Exercise details:
Output the records again verbatim.

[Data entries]
==========

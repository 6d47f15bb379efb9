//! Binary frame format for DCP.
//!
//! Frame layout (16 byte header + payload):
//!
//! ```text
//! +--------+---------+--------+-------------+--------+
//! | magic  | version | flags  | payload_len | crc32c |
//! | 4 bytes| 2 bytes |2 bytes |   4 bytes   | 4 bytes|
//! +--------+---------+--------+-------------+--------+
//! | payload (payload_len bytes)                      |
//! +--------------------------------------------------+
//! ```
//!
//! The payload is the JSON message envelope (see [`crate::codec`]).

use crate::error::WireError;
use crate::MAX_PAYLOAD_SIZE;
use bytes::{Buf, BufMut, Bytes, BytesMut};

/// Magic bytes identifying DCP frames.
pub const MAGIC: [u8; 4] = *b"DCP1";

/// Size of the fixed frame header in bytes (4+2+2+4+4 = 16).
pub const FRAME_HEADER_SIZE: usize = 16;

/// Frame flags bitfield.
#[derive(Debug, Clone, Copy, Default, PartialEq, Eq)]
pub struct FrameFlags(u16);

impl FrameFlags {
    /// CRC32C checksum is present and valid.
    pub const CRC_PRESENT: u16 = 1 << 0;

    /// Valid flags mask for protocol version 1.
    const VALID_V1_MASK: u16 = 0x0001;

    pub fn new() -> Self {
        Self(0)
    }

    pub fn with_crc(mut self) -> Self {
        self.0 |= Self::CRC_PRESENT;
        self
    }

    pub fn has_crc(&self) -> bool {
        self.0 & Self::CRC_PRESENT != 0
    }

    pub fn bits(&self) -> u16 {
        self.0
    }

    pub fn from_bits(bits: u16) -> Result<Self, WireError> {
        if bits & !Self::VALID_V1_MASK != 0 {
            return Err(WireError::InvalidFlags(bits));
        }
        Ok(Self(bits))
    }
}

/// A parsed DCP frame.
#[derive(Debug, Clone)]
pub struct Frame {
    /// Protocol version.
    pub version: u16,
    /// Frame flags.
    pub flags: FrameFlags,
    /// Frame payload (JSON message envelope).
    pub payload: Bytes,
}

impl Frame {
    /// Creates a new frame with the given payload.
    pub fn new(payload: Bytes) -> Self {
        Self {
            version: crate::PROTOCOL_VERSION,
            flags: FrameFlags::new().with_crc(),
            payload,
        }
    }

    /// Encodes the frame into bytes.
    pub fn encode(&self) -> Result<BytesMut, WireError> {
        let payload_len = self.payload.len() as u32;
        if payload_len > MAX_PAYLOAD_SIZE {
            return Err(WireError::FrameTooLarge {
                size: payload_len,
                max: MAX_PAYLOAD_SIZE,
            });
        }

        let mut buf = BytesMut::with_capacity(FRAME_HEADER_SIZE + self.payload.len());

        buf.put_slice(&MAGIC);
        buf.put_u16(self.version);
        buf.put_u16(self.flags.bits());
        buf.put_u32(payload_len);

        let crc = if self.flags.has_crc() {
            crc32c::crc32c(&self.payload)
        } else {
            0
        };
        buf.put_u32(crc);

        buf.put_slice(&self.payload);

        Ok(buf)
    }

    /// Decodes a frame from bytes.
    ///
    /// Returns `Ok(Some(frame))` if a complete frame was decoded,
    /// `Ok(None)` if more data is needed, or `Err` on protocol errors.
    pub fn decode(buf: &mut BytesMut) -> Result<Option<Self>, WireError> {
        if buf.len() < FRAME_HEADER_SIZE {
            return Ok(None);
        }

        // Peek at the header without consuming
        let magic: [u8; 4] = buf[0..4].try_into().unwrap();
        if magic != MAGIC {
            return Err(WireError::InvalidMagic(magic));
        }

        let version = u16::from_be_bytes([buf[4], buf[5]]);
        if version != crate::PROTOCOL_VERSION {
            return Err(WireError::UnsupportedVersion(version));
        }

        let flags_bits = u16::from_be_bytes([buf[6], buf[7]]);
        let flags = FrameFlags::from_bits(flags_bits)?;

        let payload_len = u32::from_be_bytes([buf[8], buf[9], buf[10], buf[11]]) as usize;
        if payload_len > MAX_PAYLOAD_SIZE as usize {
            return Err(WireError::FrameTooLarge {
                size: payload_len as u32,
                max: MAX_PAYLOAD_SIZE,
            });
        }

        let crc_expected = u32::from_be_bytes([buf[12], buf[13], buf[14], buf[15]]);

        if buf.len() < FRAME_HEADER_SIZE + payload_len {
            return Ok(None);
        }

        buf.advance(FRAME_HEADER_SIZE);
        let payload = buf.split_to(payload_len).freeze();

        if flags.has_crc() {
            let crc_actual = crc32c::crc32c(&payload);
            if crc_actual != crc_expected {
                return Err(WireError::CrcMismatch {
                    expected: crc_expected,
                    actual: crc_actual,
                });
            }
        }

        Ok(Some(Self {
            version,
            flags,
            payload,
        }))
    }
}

==========

Output of the exercise:
repository 6d47f15bb379efb9
//! Binary frame format for DCP.
//!
//! Frame layout (16 byte header + payload):
//!
//! ```text
//! +--------+---------+--------+-------------+--------+
//! | magic  | version | flags  | payload_len | crc32c |
//! | 4 bytes| 2 bytes |2 bytes |   4 bytes   | 4 bytes|
//! +--------+---------+--------+-------------+--------+
//! | payload (payload_len bytes)                      |
//! +--------------------------------------------------+
//! ```
//!
//! The payload is the JSON message envelope (see [`crate::codec`]).

use crate::error::WireError;
use crate::MAX_PAYLOAD_SIZE;
use bytes::{Buf, BufMut, Bytes, BytesMut};

/// Magic bytes identifying DCP frames.
pub const MAGIC: [u8; 4] = *b"DCP1";

/// Size of the fixed frame header in bytes (4+2+2+4+4 = 16).
pub const FRAME_HEADER_SIZE: usize = 16;

/// Frame flags bitfield.
#[derive(Debug, Clone, Copy, Default, PartialEq, Eq)]
pub struct FrameFlags(u16);

impl FrameFlags {
    /// CRC32C checksum is present and valid.
    pub const CRC_PRESENT: u16 = 1 << 0;

    /// Valid flags mask for protocol version 1.
    const VALID_V1_MASK: u16 = 0x0001;

    pub fn new() -> Self {
        Self(0)
    }

    pub fn with_crc(mut self) -> Self {
        self.0 |= Self::CRC_PRESENT;
        self
    }

    pub fn has_crc(&self) -> bool {
        self.0 & Self::CRC_PRESENT != 0
    }

    pub fn bits(&self) -> u16 {
        self.0
    }

    pub fn from_bits(bits: u16) -> Result<Self, WireError> {
        if bits & !Self::VALID_V1_MASK != 0 {
            return Err(WireError::InvalidFlags(bits));
        }
        Ok(Self(bits))
    }
}

/// A parsed DCP frame.
#[derive(Debug, Clone)]
pub struct Frame {
    /// Protocol version.
    pub version: u16,
    /// Frame flags.
    pub flags: FrameFlags,
    /// Frame payload (JSON message envelope).
    pub payload: Bytes,
}

impl Frame {
    /// Creates a new frame with the given payload.
    pub fn new(payload: Bytes) -> Self {
        Self {
            version: crate::PROTOCOL_VERSION,
            flags: FrameFlags::new().with_crc(),
            payload,
        }
    }

    /// Encodes the frame into bytes.
    pub fn encode(&self) -> Result<BytesMut, WireError> {
        let payload_len = self.payload.len() as u32;
        if payload_len > MAX_PAYLOAD_SIZE {
            return Err(WireError::FrameTooLarge {
                size: payload_len,
                max: MAX_PAYLOAD_SIZE,
            });
        }

        let mut buf = BytesMut::with_capacity(FRAME_HEADER_SIZE + self.payload.len());

        buf.put_slice(&MAGIC);
        buf.put_u16(self.version);
        buf.put_u16(self.flags.bits());
        buf.put_u32(payload_len);

        let crc = if self.flags.has_crc() {
            crc32c::crc32c(&self.payload)
        } else {
            0
        };
        buf.put_u32(crc);

        buf.put_slice(&self.payload);

        Ok(buf)
    }

    /// Decodes a frame from bytes.
    ///
    /// Returns `Ok(Some(frame))` if a complete frame was decoded,
    /// `Ok(None)` if more data is needed, or `Err` on protocol errors.
    pub fn decode(buf: &mut BytesMut) -> Result<Option<Self>, WireError> {
        if buf.len() < FRAME_HEADER_SIZE {
            return Ok(None);
        }

        // Peek at the header without consuming
        let magic: [u8; 4] = buf[0..4].try_into().unwrap();
        if magic != MAGIC {
            return Err(WireError::InvalidMagic(magic));
        }

        let version = u16::from_be_bytes([buf[4], buf[5]]);
        if version != crate::PROTOCOL_VERSION {
            return Err(WireError::UnsupportedVersion(version));
        }

        let flags_bits = u16::from_be_bytes([buf[6], buf[7]]);
        let flags = FrameFlags::from_bits(flags_bits)?;

        let payload_len = u32::from_be_bytes([buf[8], buf[9], buf[10], buf[11]]) as usize;
        if payload_len > MAX_PAYLOAD_SIZE as usize {
            return Err(WireError::FrameTooLarge {
                size: payload_len as u32,
                max: MAX_PAYLOAD_SIZE,
            });
        }

        let crc_expected = u32::from_be_bytes([buf[12], buf[13], buf[14], buf[15]]);

        if buf.len() < FRAME_HEADER_SIZE + payload_len {
            return Ok(None);
        }

        buf.advance(FRAME_HEADER_SIZE);
        let payload = buf.split_to(payload_len).freeze();

        if flags.has_crc() {
            let crc_actual = crc32c::crc32c(&payload);
            if crc_actual != crc_expected {
                return Err(WireError::CrcMismatch {
                    expected: crc_expected,
                    actual: crc_actual,
                });
            }
        }

        Ok(Some(Self {
            version,
            flags,
            payload,
        }))
    }
}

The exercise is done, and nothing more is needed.